Collected data entries:
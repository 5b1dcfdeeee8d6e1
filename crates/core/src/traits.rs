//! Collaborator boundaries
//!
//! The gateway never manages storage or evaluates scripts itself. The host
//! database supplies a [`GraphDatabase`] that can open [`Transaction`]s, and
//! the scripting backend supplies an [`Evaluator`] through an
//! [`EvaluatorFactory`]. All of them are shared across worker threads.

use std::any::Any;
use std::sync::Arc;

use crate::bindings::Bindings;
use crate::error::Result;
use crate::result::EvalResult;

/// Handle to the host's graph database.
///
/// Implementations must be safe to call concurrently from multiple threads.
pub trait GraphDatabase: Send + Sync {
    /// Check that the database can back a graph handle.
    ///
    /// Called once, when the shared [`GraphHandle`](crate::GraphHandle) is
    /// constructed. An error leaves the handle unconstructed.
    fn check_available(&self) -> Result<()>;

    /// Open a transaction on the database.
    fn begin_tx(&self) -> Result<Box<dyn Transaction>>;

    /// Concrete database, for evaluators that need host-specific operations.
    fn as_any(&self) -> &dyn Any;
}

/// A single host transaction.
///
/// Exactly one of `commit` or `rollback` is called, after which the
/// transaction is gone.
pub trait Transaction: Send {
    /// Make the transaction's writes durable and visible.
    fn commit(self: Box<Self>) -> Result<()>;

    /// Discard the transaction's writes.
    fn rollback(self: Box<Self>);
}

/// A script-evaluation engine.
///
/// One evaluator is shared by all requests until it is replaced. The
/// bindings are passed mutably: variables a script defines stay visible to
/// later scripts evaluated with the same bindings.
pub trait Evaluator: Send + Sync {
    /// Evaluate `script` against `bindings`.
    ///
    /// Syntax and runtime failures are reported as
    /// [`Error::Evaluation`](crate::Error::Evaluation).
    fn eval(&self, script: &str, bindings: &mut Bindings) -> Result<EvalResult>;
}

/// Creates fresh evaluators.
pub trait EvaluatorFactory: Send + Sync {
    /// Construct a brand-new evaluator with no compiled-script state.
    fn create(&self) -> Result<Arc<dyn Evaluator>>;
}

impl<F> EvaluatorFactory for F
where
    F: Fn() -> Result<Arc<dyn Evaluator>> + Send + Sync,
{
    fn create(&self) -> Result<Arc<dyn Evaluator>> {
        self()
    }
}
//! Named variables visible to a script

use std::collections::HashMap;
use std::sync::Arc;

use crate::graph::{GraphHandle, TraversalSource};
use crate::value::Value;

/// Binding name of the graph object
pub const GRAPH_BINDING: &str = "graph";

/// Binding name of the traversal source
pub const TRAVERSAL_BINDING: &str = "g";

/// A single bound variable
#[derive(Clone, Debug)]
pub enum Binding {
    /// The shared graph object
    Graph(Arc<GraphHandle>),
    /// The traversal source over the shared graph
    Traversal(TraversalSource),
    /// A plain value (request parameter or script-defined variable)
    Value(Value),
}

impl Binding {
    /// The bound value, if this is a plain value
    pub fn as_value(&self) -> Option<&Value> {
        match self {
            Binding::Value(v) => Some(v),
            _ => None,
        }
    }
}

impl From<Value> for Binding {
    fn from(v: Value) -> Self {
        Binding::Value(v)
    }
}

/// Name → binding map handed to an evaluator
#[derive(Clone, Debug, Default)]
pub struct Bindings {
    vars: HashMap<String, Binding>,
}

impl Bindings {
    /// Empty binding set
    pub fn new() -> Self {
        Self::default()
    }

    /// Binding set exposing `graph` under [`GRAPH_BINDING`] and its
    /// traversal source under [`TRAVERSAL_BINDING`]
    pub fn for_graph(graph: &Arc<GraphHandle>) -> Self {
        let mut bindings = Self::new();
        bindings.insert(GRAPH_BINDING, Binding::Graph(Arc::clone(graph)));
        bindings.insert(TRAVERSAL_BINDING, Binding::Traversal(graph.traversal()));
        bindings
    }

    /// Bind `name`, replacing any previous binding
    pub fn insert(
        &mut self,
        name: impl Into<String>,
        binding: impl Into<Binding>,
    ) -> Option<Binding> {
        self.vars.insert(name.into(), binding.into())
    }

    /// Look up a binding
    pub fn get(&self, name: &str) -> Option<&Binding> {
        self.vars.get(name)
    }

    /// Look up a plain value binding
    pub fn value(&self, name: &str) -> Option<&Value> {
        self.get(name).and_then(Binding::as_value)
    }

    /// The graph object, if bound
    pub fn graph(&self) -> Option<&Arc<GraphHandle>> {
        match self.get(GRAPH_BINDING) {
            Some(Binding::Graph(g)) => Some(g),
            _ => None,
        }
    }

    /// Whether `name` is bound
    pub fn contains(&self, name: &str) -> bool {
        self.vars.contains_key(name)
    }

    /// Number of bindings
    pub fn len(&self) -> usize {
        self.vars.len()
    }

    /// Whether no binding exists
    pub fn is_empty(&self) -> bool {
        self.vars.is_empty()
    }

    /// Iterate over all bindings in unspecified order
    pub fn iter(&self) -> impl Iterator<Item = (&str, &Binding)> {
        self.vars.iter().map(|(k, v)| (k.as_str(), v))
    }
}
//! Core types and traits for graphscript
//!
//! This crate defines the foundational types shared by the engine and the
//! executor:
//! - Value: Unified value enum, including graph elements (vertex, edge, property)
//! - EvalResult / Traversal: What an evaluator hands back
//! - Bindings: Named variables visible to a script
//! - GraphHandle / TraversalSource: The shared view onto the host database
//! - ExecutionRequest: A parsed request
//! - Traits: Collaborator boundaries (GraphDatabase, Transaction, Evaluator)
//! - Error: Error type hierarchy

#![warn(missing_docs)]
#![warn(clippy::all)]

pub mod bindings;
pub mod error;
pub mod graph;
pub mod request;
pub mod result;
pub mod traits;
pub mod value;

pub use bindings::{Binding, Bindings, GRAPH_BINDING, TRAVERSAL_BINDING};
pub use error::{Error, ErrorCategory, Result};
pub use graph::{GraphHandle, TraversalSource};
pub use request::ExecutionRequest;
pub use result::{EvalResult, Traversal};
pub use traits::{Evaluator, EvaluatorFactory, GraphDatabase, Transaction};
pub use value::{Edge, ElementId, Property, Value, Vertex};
--
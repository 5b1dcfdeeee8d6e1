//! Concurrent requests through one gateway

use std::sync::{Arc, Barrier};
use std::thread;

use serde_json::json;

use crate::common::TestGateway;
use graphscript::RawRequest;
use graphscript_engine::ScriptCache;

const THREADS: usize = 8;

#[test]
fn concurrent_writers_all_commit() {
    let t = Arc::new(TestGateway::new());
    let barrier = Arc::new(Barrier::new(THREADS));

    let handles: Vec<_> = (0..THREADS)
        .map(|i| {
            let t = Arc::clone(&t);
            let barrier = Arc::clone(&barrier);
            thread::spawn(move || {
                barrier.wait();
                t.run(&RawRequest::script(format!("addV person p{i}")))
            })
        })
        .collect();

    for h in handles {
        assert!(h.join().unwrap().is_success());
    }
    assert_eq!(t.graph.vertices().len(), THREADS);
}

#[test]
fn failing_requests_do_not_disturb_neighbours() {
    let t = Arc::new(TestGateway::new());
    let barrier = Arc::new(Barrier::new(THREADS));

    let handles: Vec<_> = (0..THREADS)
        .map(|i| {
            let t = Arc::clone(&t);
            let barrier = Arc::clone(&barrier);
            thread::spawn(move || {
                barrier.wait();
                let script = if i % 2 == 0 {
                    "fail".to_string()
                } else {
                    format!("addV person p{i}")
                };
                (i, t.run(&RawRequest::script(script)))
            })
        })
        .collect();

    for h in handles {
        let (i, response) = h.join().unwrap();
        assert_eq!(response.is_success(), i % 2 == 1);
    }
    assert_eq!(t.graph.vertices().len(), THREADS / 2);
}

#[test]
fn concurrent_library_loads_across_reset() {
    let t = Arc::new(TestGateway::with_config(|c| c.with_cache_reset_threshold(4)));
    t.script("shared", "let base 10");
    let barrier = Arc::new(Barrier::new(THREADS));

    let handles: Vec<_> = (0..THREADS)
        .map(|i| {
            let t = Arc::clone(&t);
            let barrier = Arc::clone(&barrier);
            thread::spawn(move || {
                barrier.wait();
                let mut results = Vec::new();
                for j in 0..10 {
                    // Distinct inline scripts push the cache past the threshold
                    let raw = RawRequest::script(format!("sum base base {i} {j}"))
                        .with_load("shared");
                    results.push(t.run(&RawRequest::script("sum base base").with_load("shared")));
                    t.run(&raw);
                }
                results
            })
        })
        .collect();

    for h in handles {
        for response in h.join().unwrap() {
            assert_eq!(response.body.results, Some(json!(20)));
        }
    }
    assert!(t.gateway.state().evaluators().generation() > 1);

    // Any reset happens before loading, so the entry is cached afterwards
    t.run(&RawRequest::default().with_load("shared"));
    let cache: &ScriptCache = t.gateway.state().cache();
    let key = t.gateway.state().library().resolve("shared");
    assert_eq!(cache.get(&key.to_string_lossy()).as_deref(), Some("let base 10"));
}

AIM OF THE EXERCISE: Reproduce exactly the lines above from the line with "pub fn iter(&self)" to the line with "pub mod bindings;", including both, and add nothing.

RESPONSE BOX:
    pub fn iter(&self) -> impl Iterator<Item = (&str, &Binding)> {
        self.vars.iter().map(|(k, v)| (k.as_str(), v))
    }
}
//! Core types and traits for graphscript
//!
//! This crate defines the foundational types shared by the engine and the
//! executor:
//! - Value: Unified value enum, including graph elements (vertex, edge, property)
//! - EvalResult / Traversal: What an evaluator hands back
//! - Bindings: Named variables visible to a script
//! - GraphHandle / TraversalSource: The shared view onto the host database
//! - ExecutionRequest: A parsed request
//! - Traits: Collaborator boundaries (GraphDatabase, Transaction, Evaluator)
//! - Error: Error type hierarchy

#![warn(missing_docs)]
#![warn(clippy::all)]

pub mod bindings;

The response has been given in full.